- [PROBLEM REQUIREMENTS]: Output exactly the line that includes "returned unusable output." and all the lines after it through the end of the listing below, and nothing more.

- [DATA FOR PROCESSING]:
◆ ◆ ◆ ◆
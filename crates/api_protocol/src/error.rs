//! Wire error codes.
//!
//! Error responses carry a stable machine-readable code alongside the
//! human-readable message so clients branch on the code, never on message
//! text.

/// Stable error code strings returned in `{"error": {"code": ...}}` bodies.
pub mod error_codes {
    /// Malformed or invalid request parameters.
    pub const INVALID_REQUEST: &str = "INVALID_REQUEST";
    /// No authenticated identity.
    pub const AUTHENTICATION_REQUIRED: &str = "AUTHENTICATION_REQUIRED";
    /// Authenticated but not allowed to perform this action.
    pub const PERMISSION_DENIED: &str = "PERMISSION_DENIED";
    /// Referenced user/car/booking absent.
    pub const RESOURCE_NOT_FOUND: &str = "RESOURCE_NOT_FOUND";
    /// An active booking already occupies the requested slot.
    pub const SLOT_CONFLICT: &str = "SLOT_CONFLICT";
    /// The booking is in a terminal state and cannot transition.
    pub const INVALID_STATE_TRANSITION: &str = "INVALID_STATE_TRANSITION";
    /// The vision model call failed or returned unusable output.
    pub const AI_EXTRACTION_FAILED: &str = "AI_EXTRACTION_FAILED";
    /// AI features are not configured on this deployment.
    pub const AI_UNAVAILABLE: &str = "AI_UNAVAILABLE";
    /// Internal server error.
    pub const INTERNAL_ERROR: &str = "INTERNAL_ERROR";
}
◆ ◆ ◆ ◆
- [TASK SOLUTION]:
    /// The vision model call failed or returned unusable output.
    pub const AI_EXTRACTION_FAILED: &str = "AI_EXTRACTION_FAILED";
    /// AI features are not configured on this deployment.
    pub const AI_UNAVAILABLE: &str = "AI_UNAVAILABLE";
    /// Internal server error.
    pub const INTERNAL_ERROR: &str = "INTERNAL_ERROR";
}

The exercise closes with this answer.